The next day 50-75 folks came out to Chris Sharp's land near Porterville, MS. The Sharp family has a couple thousand acres of woodland used as a hunting preserve. The guest cottages and meeting rooms make it a comfortable spot for gatherings. It was one of Ed's favorite places and his request was that his ashes be spread on the pond in the dell below the main house. Ed's sister Babs and her family, his wife Charlene, and Ed's four sons---three from California, one Oregonian---seemed to receive comfort from the laughter and good spirits so evident. One of Ed's requests before he slipped away was "No Doom and Gloom" and there wasn't. In the big room of the lodge was an easel with a blowup of Ed from the late 1970s (early 80s?)---anyway, from the period when he used to wear that atrocious coarsely-woven straw cowboy hat on stage, the hat Alan O'Bryant used to call "wicker furniture." There he was overseeing the party from the easel, hat on head, sly grin on face, moustache waxed. At a table off to the side was a book of hundreds of photographs that folks had brought or sent---early family stuff (Ed was a cute kid); in his Navy whites (looking like the toughest banty rooster in the yard); Ed in LA, SF, Portland, NY, Nashville, Oxford and on and on.

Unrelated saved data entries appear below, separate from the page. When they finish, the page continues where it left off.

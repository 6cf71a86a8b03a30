//! Backend abstraction.
//!
//! # Responsibilities
//! - Represent a single origin server and its identity (zone/region/app)
//! - Track active connections (for Least Connections LB)
//! - Enforce max connection limits
//! - Track health state (Healthy/Unhealthy)

use std::net::SocketAddr;
use std::ops::Deref;
use std::sync::atomic::{AtomicU8, AtomicUsize, Ordering};
use std::sync::Arc;

use crate::config::schema::ServerConfig;

/// Health State enum.
#[repr(u8)]
#[derive(Debug, Clone, Copy, PartialEq, Eq)]
pub enum HealthState {
    Unknown = 0,
    Healthy = 1,
    Unhealthy = 2,
}

impl From<u8> for HealthState {
    fn from(val: u8) -> Self {
        match val {
            1 => HealthState::Healthy,
            2 => HealthState::Unhealthy,
            _ => HealthState::Unknown,
        }
    }
}

/// Identity of an origin server, as recorded in attempt records.
#[derive(Debug, Clone, PartialEq, Eq)]
pub struct ServerInfo {
    pub host: String,
    pub port: u16,
    pub zone: Option<String>,
    pub region: Option<String>,
    pub app: Option<String>,
}

impl ServerInfo {
    pub fn from_addr(addr: SocketAddr) -> Self {
        Self {
            host: addr.ip().to_string(),
            port: addr.port(),
            zone: None,
            region: None,
            app: None,
        }
    }

    pub fn instance_id(&self) -> String {
        format!("{}:{}", self.host, self.port)
    }
}

/// A single origin server.
#[derive(Debug)]
pub struct Backend {
    /// The address of the server.
    pub addr: SocketAddr,
    pub info: ServerInfo,
    /// Maximum concurrent connections allowed.
    pub max_connections: usize,
    /// Number of currently active connections.
    pub active_connections: AtomicUsize,

    /// Current health state (0=Unknown, 1=Healthy, 2=Unhealthy).
    pub state: AtomicU8,
    /// Consecutive failure count.
    pub consecutive_failures: AtomicUsize,
    /// Consecutive success count.
    pub consecutive_successes: AtomicUsize,
}

impl Backend {
    pub fn new(addr: SocketAddr, max_connections: usize) -> Self {
        Self::with_info(addr, ServerInfo::from_addr(addr), max_connections)
    }

    pub fn with_info(addr: SocketAddr, info: ServerInfo, max_connections: usize) -> Self {
        Self {
            addr,
            info,
            max_connections,
            active_connections: AtomicUsize::new(0),
            state: AtomicU8::new(HealthState::Unknown as u8),
            consecutive_failures: AtomicUsize::new(0),
            consecutive_successes: AtomicUsize::new(0),
        }
    }

    /// Build from a `[[origins.servers]]` entry. `None` if the address does not parse.
    pub fn from_config(config: &ServerConfig) -> Option<Self> {
        let addr: SocketAddr = config.address.parse().ok()?;
        let info = ServerInfo {
            zone: config.zone.clone(),
            region: config.region.clone(),
            app: config.app.clone(),
            ..ServerInfo::from_addr(addr)
        };
        Some(Self::with_info(addr, info, config.max_connections))
    }

    /// Get the current number of active connections.
    pub fn active(&self) -> usize {
        self.active_connections.load(Ordering::Relaxed)
    }

    pub fn health(&self) -> HealthState {
        HealthState::from(self.state.load(Ordering::Relaxed))
    }

    /// Try to reserve a connection slot; `None` at the max connection limit.
    pub fn try_create_guard(self: &Arc<Self>) -> Option<BackendConnectionGuard> {
        let mut prev = self.active_connections.load(Ordering::Relaxed);
        loop {
            if prev >= self.max_connections {
                return None;
            }
            match self.active_connections.compare_exchange_weak(
                prev,
                prev + 1,
                Ordering::Relaxed,
                Ordering::Relaxed,
            ) {
                Ok(_) => break,
                Err(x) => prev = x,
            }
        }
        Some(BackendConnectionGuard {
            backend: self.clone(),
        })
    }

    // --- Health Logic ---

    /// Return true if server is considered healthy (Healthy or Unknown).
    pub fn is_healthy(&self) -> bool {
        self.health() != HealthState::Unhealthy
    }

    /// Report a successful request/check.
    pub fn mark_success(&self, healthy_threshold: usize) {
        self.consecutive_failures.store(0, Ordering::Relaxed);

        if self.health() == HealthState::Healthy {
            return;
        }

        let successes = self.consecutive_successes.fetch_add(1, Ordering::Relaxed) + 1;
        if successes >= healthy_threshold {
            let prev = self.state.swap(HealthState::Healthy as u8, Ordering::Relaxed);
            if prev == HealthState::Unhealthy as u8 {
                tracing::info!(server = %self.addr, "Server marked healthy");
            }
        }
    }

    /// Report a failed request/check.
    pub fn mark_failure(&self, unhealthy_threshold: usize) {
        self.consecutive_successes.store(0, Ordering::Relaxed);

        if self.health() == HealthState::Unhealthy {
            return;
        }

        let failures = self.consecutive_failures.fetch_add(1, Ordering::Relaxed) + 1;
        if failures >= unhealthy_threshold {
            self.state
                .store(HealthState::Unhealthy as u8, Ordering::Relaxed);
            tracing::warn!(server = %self.addr, failures, "Server marked unhealthy");
        }
    }
}

/// A RAII guard that holds one connection slot on a server.
#[derive(Debug)]
pub struct BackendConnectionGuard {
    pub backend: Arc<Backend>,
}

impl Deref for BackendConnectionGuard {
    type Target = Backend;
    fn deref(&self) -> &Self::Target {
        &self.backend
    }
}

impl Drop for BackendConnectionGuard {
    fn drop(&mut self) {
        self.backend.active_connections.fetch_sub(1, Ordering::Relaxed);
    }
}

#[cfg(test)]
mod tests {
    use super::*;

    #[test]
    fn test_guard_enforces_max_connections() {
        let backend = Arc::new(Backend::new("127.0.0.1:9000".parse().unwrap(), 1));
        let guard = backend.try_create_guard().unwrap();
        assert_eq!(backend.active(), 1);
        assert!(backend.try_create_guard().is_none());

        drop(guard);
        assert_eq!(backend.active(), 0);
        assert!(backend.try_create_guard().is_some());
    }

    #[test]
    fn test_health_transitions() {
        let backend = Backend::new("127.0.0.1:9000".parse().unwrap(), 10);
        assert_eq!(backend.health(), HealthState::Unknown);
        assert!(backend.is_healthy());

        backend.mark_failure(2);
        assert!(backend.is_healthy());
        backend.mark_failure(2);
        assert_eq!(backend.health(), HealthState::Unhealthy);

        backend.mark_success(2);
        assert!(!backend.is_healthy());
        backend.mark_success(2);
        assert_eq!(backend.health(), HealthState::Healthy);
    }

    #[test]
    fn test_from_config_keeps_identity() {
        let config = ServerConfig {
            address: "10.1.2.3:8080".to_string(),
            zone: Some("z1".to_string()),
            region: None,
            app: Some("api".to_string()),
            max_connections: 5,
        };
        let backend = Backend::from_config(&config).unwrap();
        assert_eq!(backend.info.host, "10.1.2.3");
        assert_eq!(backend.info.port, 8080);
        assert_eq!(backend.info.zone.as_deref(), Some("z1"));
        assert_eq!(backend.max_connections, 5);

        let bad = ServerConfig {
            address: "not-an-addr".to_string(),
            ..config
        };
        assert!(Backend::from_config(&bad).is_none());
    }
}
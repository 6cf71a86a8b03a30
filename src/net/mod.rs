//! Request admission bookkeeping.
//!
//! # Data Flow
//! ```text
//! Accepted request
//!     → ConnectionTracker::track (in-flight += 1)
//!     → shedding_floor → RequestSession::filter_priority_floor
//!     → pipeline
//!     → guard dropped (in-flight -= 1)
//! ```
//!
//! # Design Decisions
//! - Load shedding disables low-priority filters instead of rejecting requests
//! - Shutdown drains in-flight requests with a deadline

pub mod connection;

pub use connection::{ConnectionTracker, RequestGuard};
//! Least Connections load balancing strategy.

use std::sync::Arc;

use crate::load_balancer::{backend::Backend, LoadBalancer};

/// Least connections selector.
/// Selects the healthy server with the minimum number of active connections.
#[derive(Debug, Default)]
pub struct LeastConnections;

impl LeastConnections {
    pub fn new() -> Self {
        Self
    }
}

impl LoadBalancer for LeastConnections {
    fn next_server(&self, backends: &[Arc<Backend>]) -> Option<Arc<Backend>> {
        // Ties go to the first server (stability)
        backends
            .iter()
            .filter(|b| b.is_healthy())
            .min_by_key(|b| b.active())
            .cloned()
    }
}

#[cfg(test)]
mod tests {
    use super::*;

    #[test]
    fn test_least_conn() {
        let lb = LeastConnections::new();
        let b1 = Arc::new(Backend::new("127.0.0.1:8080".parse().unwrap(), 100));
        let b2 = Arc::new(Backend::new("127.0.0.1:8081".parse().unwrap(), 100));

        let _g1 = b1.try_create_guard().unwrap();
        let backends = vec![b1.clone(), b2.clone()];

        // b2 has 0 connections
        let s1 = lb.next_server(&backends).unwrap();
        assert_eq!(s1.addr, b2.addr);

        let _g2 = b2.try_create_guard().unwrap();
        let _g3 = b2.try_create_guard().unwrap();

        // b1 has 1, b2 has 2
        let s2 = lb.next_server(&backends).unwrap();
        assert_eq!(s2.addr, b1.addr);
    }

    #[test]
    fn test_skips_unhealthy() {
        let lb = LeastConnections::new();
        let b1 = Arc::new(Backend::new("127.0.0.1:8080".parse().unwrap(), 100));
        let b2 = Arc::new(Backend::new("127.0.0.1:8081".parse().unwrap(), 100));
        let _g = b2.try_create_guard().unwrap();
        b1.mark_failure(1);

        let picked = lb.next_server(&[b1, b2.clone()]).unwrap();
        assert_eq!(picked.addr, b2.addr);
    }
}
//! Per-request debug mode.
//!
//! A request carrying the debug header (default `x-edge-debug: true`) gets its
//! attempt ledger, passport and filter executions echoed back as response headers.

use crate::config::schema::DebugConfig;
use crate::filters::filter::{FilterError, FilterInfo, SyncFilter};
use crate::message::{HttpRequestMessage, HttpResponseMessage};

pub const ATTEMPTS_HEADER: &str = "x-edge-attempts";
pub const PASSPORT_HEADER: &str = "x-edge-passport";
pub const FILTERS_HEADER: &str = "x-edge-filters";

/// Turns on debug mode for requests that ask for it.
pub struct DebugRequestFilter {
    info: FilterInfo,
    header: String,
}

impl DebugRequestFilter {
    pub const NAME: &'static str = "debug_request";

    pub fn new(config: &DebugConfig) -> Self {
        Self {
            info: FilterInfo::inbound(Self::NAME, -1000),
            header: config.header.clone(),
        }
    }
}

impl SyncFilter<HttpRequestMessage> for DebugRequestFilter {
    fn info(&self) -> &FilterInfo {
        &self.info
    }

    fn should_filter(&self, request: &HttpRequestMessage) -> bool {
        request.headers().contains_value(&self.header, "true")
    }

    fn apply_sync(&self, request: &mut HttpRequestMessage) -> Result<(), FilterError> {
        request.session_mut().set_debug(true);
        Ok(())
    }
}

/// Attaches diagnostics to responses of debug-mode requests.
pub struct DebugResponseFilter {
    info: FilterInfo,
}

impl DebugResponseFilter {
    pub const NAME: &'static str = "debug_response";

    pub fn new() -> Self {
        Self {
            info: FilterInfo::outbound(Self::NAME, i32::MAX).overrides_stop_processing(),
        }
    }
}

impl Default for DebugResponseFilter {
    fn default() -> Self {
        Self::new()
    }
}

impl SyncFilter<HttpResponseMessage> for DebugResponseFilter {
    fn info(&self) -> &FilterInfo {
        &self.info
    }

    fn should_filter(&self, response: &HttpResponseMessage) -> bool {
        response.session().debug()
    }

    fn apply_sync(&self, response: &mut HttpResponseMessage) -> Result<(), FilterError> {
        let session = response.session();
        let attempts = session.attempts().to_json();
        let passport = session.passport().to_string();
        let filters = session
            .filter_executions()
            .iter()
            .map(ToString::to_string)
            .collect::<Vec<_>>()
            .join(", ");

        let headers = response.headers_mut();
        headers.set(ATTEMPTS_HEADER, attempts);
        headers.set(PASSPORT_HEADER, passport);
        headers.set(FILTERS_HEADER, filters);
        Ok(())
    }
}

Ed with people everybody recognized; Ed with people nobody knew.

 

 

About 11:30 everyone gathered together and Jack White, a congregationless Church of Christ preacher as well as a radio producer and songwriter, said a few words: light on the theology, heavier on the humor. Ed would have appreciated that. Then all stood around the pond, each with a bottle of bubble soap and a wand, and blew bubbles over the water as Ed's sons rowed to the middle and scattered the ashes on the surface. Variations on "sleeping with the fishes" jokes were heard. Back in the lodge a spread of food in the tradition of Southern funeral ceremonies was laid out---barbequed chicken, pork, baked beans, coleslaw, ham, bisquits, cakes, pie, and, over in a corner of the dessert table, a bowl of sugared doughnuts---Ed's favorite. Babs and Debbie Sharp didn't miss a lick with the food.

 

 

 

 

The rest of the afternoon was spent in small groups ebbing and flowing around the property; folks who hadn't seen each other in years---or decades---taking the opportunity to re-establish contact. In one circle an unlabelled glass container of amber liquid was being passed around....in his prime Ed would have been the leader of this clan.  By early evening most had drifted off, back to the daily life that eats up our days. I've lost contact with many over those days, but some of you know where others are who were Ed's friends and are not on this e-mail list---that's why I've kept the list unhidden. If you want to forward this to someone not included here, feel free. If you see someone here you've lost contact with, send 'em a "Zoot! Reet!"  It's what Ed would have done.....if he'd ever used e-mail.